Tra la fine dell’Ottocento e l’inizio del primo conflitto mondiale, numerosi ingegneri italiani furono impegnati nella costruzione di opere civili ed industriali sulla Valle del Prahova, regione turistica lontana un centinaio di chilometri dalla Capitale, mentre già dagli anni cinquanta a Bucarest molti nomi italiani si annoverano fra gli autori di edifici residenziali. A Bonomelli sono state attribuite le case Iosif Iostich (1855), Ion Sin Stroe (1856), Elisabeta Ioan (1858), Zamfirache (1860), Brezoianu (in Calea Mosilor); Cesare Del Debbio fu invece autore delle Case Dimitrescu (1880), Constantin (1883), delle Case in str.Popa Tatu (1883). Altri lavoravano negli Uffici tecnici delle amministrazioni pubbliche, in particolare per il Comune di Bucarest, come Burelli e Giulini, capo del servizio Studi presso il Dipartimento dei Lavori Tecnici.

Giulio Magni fu l’ingegnere italiano piu famoso nella Bucarest di fine secolo, dove arrivò nel 1893, incaricato dal Municipio e dal Ministero per i Lavori Pubblici della redazione di progetti di opere pubbliche e dove fu assunto, in qualità di architetto, nel servizio Studi del Dipartimento dei Lavori tecnici, incarico da cui si dimise nel 1897. Discendente diretto di Giuseppe Valadier per parte di madre, Magni fu autore, dopo il ritorno in patria, di numerose opere fra cui ricordiamo a Roma le Case Popolari a Testaccio (1905), la Villa Marignoli in Corso d’Italia (1907), Villa Almagià in Lungotevere Flaminio (1911) e il Ministero della Marina (1912). La sua opera in Romania possiede un innegabile interesse se intesa nell’ampio fenomeno di importazione della cultura occidentale che interessava sia le classi dominanti che l’Amministrazione pubblica.
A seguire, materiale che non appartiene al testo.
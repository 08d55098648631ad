//! [`RoomType`] definitions.

use std::str::FromStr;

use common::Money;
use derive_more::{Display, Into};
#[cfg(feature = "postgres")]
use postgres_types::{FromSql, ToSql};

use super::{define_id, define_text};

/// Kind of a room defining its nightly price and capacity.
#[derive(Clone, Debug)]
pub struct RoomType {
    /// ID of this [`RoomType`].
    pub id: Id,

    /// [`Name`] of this [`RoomType`].
    pub name: Name,

    /// [`Description`] of this [`RoomType`].
    pub description: Option<Description>,

    /// Price of a single night in a room of this [`RoomType`].
    pub base_price: Money,

    /// [`Capacity`] of a room of this [`RoomType`].
    pub capacity: Capacity,
}

define_id! {
    #[doc = "ID of a [`RoomType`]."]
    Id
}

define_text! {
    #[doc = "Name of a [`RoomType`]."]
    Name(max = 100)
}

define_text! {
    #[doc = "Description of a [`RoomType`]."]
    Description(max = 500)
}

/// Maximum number of guests a room can host.
#[derive(
    Clone, Copy, Debug, Display, Eq, Hash, Into, Ord, PartialEq, PartialOrd,
)]
#[cfg_attr(feature = "postgres", derive(FromSql, ToSql), postgres(transparent))]
pub struct Capacity(i16);

impl Capacity {
    /// Creates a new [`Capacity`] if the given number of `guests` is
    /// positive.
    #[must_use]
    pub fn new(guests: i16) -> Option<Self> {
        (guests > 0).then_some(Self(guests))
    }

    /// Indicates whether this [`Capacity`] is enough to host the provided
    /// number of `guests`.
    #[must_use]
    pub fn fits(self, guests: Capacity) -> bool {
        self >= guests
    }
}

impl FromStr for Capacity {
    type Err = &'static str;

    fn from_str(s: &str) -> Result<Self, Self::Err> {
        s.parse()
            .ok()
            .and_then(Self::new)
            .ok_or("invalid `Capacity`")
    }
}
//! [`Booking`]-related [`Database`] implementations.

use common::{
    operations::{By, Insert, Lock, Select, Update},
    Money,
};
use tokio_postgres::Row;
use tracerr::Traced;

use crate::{
    domain::{
        booking::{self, Stay},
        Booking,
    },
    infra::{
        database::{
            self,
            postgres::{self, Connection},
            Postgres,
        },
        Database,
    },
    read,
};

use super::{
    booking_columns, hotel::hotel_from, hotel_columns, room::details_from,
    room_columns,
};

/// Maps the `b_`-prefixed columns of the provided [`Row`] into a [`Booking`].
fn booking_from(row: &Row) -> Result<Booking, Traced<database::Error>> {
    let stay = Stay::new(row.get("b_check_in"), row.get("b_check_out"))
        .map_err(tracerr::from_and_wrap!(=> postgres::Error))
        .map_err(tracerr::map_from)?;
    Ok(Booking {
        id: row.get("b_id"),
        customer_id: row.get("b_customer_id"),
        room_id: row.get("b_room_id"),
        stay,
        total_price: Money::new(
            row.get("b_total_price"),
            row.get("b_currency"),
        ),
        status: row.get("b_status"),
        booked_at: row.get("b_booked_at"),
    })
}

/// Builds [`read::booking::Details`] out of the provided `rows`.
async fn details_of<C: Connection>(
    conn: &C,
    rows: Vec<Row>,
) -> Result<Vec<read::booking::Details>, Traced<database::Error>> {
    let bookings = rows
        .iter()
        .map(|row| Ok((booking_from(row)?, hotel_from(row))))
        .collect::<Result<Vec<_>, Traced<database::Error>>>()
        .map_err(tracerr::wrap!())?;
    let rooms = details_from(conn, rows).await.map_err(tracerr::wrap!())?;

    Ok(bookings
        .into_iter()
        .zip(rooms)
        .map(|((booking, hotel), room)| read::booking::Details {
            booking,
            room: room.room,
            room_type: room.room_type,
            hotel,
        })
        .collect())
}

impl<C> Database<Select<By<Option<Booking>, booking::Id>>> for Postgres<C>
where
    C: Connection,
{
    type Ok = Option<Booking>;
    type Err = Traced<database::Error>;

    async fn execute(
        &self,
        Select(by): Select<By<Option<Booking>, booking::Id>>,
    ) -> Result<Self::Ok, Self::Err> {
        let id = by.into_inner();

        const SQL: &str = concat!(
            "SELECT ",
            booking_columns!(),
            " FROM bookings b \
             WHERE b.id = $1::UUID",
        );
        self.query_opt(SQL, &[&id])
            .await
            .map_err(tracerr::wrap!())?
            .map(|row| booking_from(&row))
            .transpose()
            .map_err(tracerr::wrap!())
    }
}

impl<C> Database<Select<By<Option<read::booking::Details>, booking::Id>>>
    for Postgres<C>
where
    C: Connection,
{
    type Ok = Option<read::booking::Details>;
    type Err = Traced<database::Error>;

    async fn execute(
        &self,
        Select(by): Select<By<Option<read::booking::Details>, booking::Id>>,
    ) -> Result<Self::Ok, Self::Err> {
        let id = by.into_inner();

        const SQL: &str = concat!(
            "SELECT ",
            booking_columns!(),
            ", ",
            room_columns!(),
            ", ",
            hotel_columns!(),
            " FROM bookings b \
             INNER JOIN rooms r ON r.id = b.room_id \
             INNER JOIN room_types rt ON rt.id = r.type_id \
             INNER JOIN hotels h ON h.id = r.hotel_id \
             WHERE b.id = $1::UUID",
        );
        let rows = self
            .query(SQL, &[&id])
            .await
            .map_err(tracerr::wrap!())?;
        Ok(details_of(&**self, rows)
            .await
            .map_err(tracerr::wrap!())?
            .pop())
    }
}

impl<C>
    Database<
        Select<By<Vec<read::booking::Details>, read::booking::list::Filter>>,
    > for Postgres<C>
where
    C: Connection,
{
    type Ok = Vec<read::booking::Details>;
    type Err = Traced<database::Error>;

    async fn execute(
        &self,
        Select(by): Select<
            By<Vec<read::booking::Details>, read::booking::list::Filter>,
        >,
    ) -> Result<Self::Ok, Self::Err> {
        let read::booking::list::Filter { customer_id } = by.into_inner();

        const SQL: &str = concat!(
            "SELECT ",
            booking_columns!(),
            ", ",
            room_columns!(),
            ", ",
            hotel_columns!(),
            " FROM bookings b \
             INNER JOIN rooms r ON r.id = b.room_id \
             INNER JOIN room_types rt ON rt.id = r.type_id \
             INNER JOIN hotels h ON h.id = r.hotel_id \
             WHERE ($1::UUID IS NULL OR b.customer_id = $1::UUID) \
             ORDER BY b.booked_at DESC, b.id DESC",
        );
        let rows = self
            .query(SQL, &[&customer_id])
            .await
            .map_err(tracerr::wrap!())?;
        details_of(&**self, rows).await.map_err(tracerr::wrap!())
    }
}

impl<C> Database<Select<By<Option<Booking>, read::booking::StayedAt>>>
    for Postgres<C>
where
    C: Connection,
{
    type Ok = Option<Booking>;
    type Err = Traced<database::Error>;

    async fn execute(
        &self,
        Select(by): Select<By<Option<Booking>, read::booking::StayedAt>>,
    ) -> Result<Self::Ok, Self::Err> {
        let read::booking::StayedAt {
            customer_id,
            hotel_id,
        } = by.into_inner();

        const SQL: &str = concat!(
            "SELECT ",
            booking_columns!(),
            " FROM bookings b \
             INNER JOIN rooms r ON r.id = b.room_id \
             WHERE b.customer_id = $1::UUID \
                   AND r.hotel_id = $2::UUID \
                   AND b.status <> $3::INT2 \
             ORDER BY b.booked_at DESC, b.id DESC \
             LIMIT 1",
        );
        self.query_opt(
            SQL,
            &[&customer_id, &hotel_id, &booking::Status::Cancelled],
        )
        .await
        .map_err(tracerr::wrap!())?
        .map(|row| booking_from(&row))
        .transpose()
        .map_err(tracerr::wrap!())
    }
}

impl<C> Database<Insert<Booking>> for Postgres<C>
where
    C: Connection,
{
    type Ok = ();
    type Err = Traced<database::Error>;

    async fn execute(
        &self,
        Insert(booking): Insert<Booking>,
    ) -> Result<Self::Ok, Self::Err> {
        let Booking {
            id,
            customer_id,
            room_id,
            stay,
            total_price,
            status,
            booked_at,
        } = booking;

        const SQL: &str = "\
            INSERT INTO bookings (\
                id, customer_id, room_id, \
                check_in, check_out, \
                total_price, currency, \
                status, booked_at\
            ) \
            VALUES (\
                $1::UUID, $2::UUID, $3::UUID, \
                $4::DATE, $5::DATE, \
                $6::NUMERIC, $7::INT2, \
                $8::INT2, $9::TIMESTAMPTZ\
            )";
        self.exec(
            SQL,
            &[
                &id,
                &customer_id,
                &room_id,
                &stay.check_in(),
                &stay.check_out(),
                &total_price.amount,
                &total_price.currency,
                &status,
                &booked_at,
            ],
        )
        .await
        .map_err(tracerr::wrap!())
        .map(drop)
    }
}

impl<C> Database<Update<Booking>> for Postgres<C>
where
    C: Connection,
{
    type Ok = ();
    type Err = Traced<database::Error>;

    async fn execute(
        &self,
        Update(booking): Update<Booking>,
    ) -> Result<Self::Ok, Self::Err> {
        const SQL: &str = "\
            UPDATE bookings \
            SET status = $2::INT2 \
            WHERE id = $1::UUID";
        self.exec(SQL, &[&booking.id, &booking.status])
            .await
            .map_err(tracerr::wrap!())
            .map(drop)
    }
}

impl<C> Database<Lock<By<Booking, booking::Id>>> for Postgres<C>
where
    C: Connection,
{
    type Ok = ();
    type Err = Traced<database::Error>;

    async fn execute(
        &self,
        Lock(by): Lock<By<Booking, booking::Id>>,
    ) -> Result<Self::Ok, Self::Err> {
        let id = by.into_inner();

        const SQL: &str = "\
            SELECT id \
            FROM bookings \
            WHERE id = $1::UUID \
            FOR UPDATE";
        self.query(SQL, &[&id])
            .await
            .map_err(tracerr::wrap!())
            .map(drop)
    }
}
Magni ha rielaborato la natura bizantina dell’architettura romena antica, contaminandola con il medievalismo occidentale. La Scuola Comunale Mavrogheni (1890) fu per lui un tentativo di collegarsi allo stile Neoromeno: l’articolazione dei volumi ed il trattamento delle facciate indicano la volontà di recupero di elementi propri della tradizione romena. L’opera di Magni in Romania non si limita solo al neoromeno, ma guarda anche alla memorria dell’Imperatore Traiano. In due opere del 1896, Magni si richiama al periodo imperiale della storia romena, ma in modo differente.

Il progetto per i Mercati di Traiano a Bucarest (Hala Traian), fu realizzato nel cuore del ghetto, all’incrocio di Calea Calarasilor con strada Traian, e appartiene al novero delle strutture di carattere funzionale costruite nell’ultima fase del XIX secolo. Va detto che Magni aveva già evocato l’imperatore nel progetto del 1893 per la stazione centrale di Bucarest, il cui motto era Trajanus Optimus. Nel progetto non realizzato per il Forum Trajani a Bucarest, Magni concepisce un’opera che si ricollega strettamente all’originale romano. L’intervento consisteva nella proposta di trasformazione dello spazio lungo in un viale di Bucarest, dove si prospettava una piazza porticata, secondo un sistema che ricalcava l’organizzazione spaziale e la distribuzione funzionale del foro di Traiano a Roma.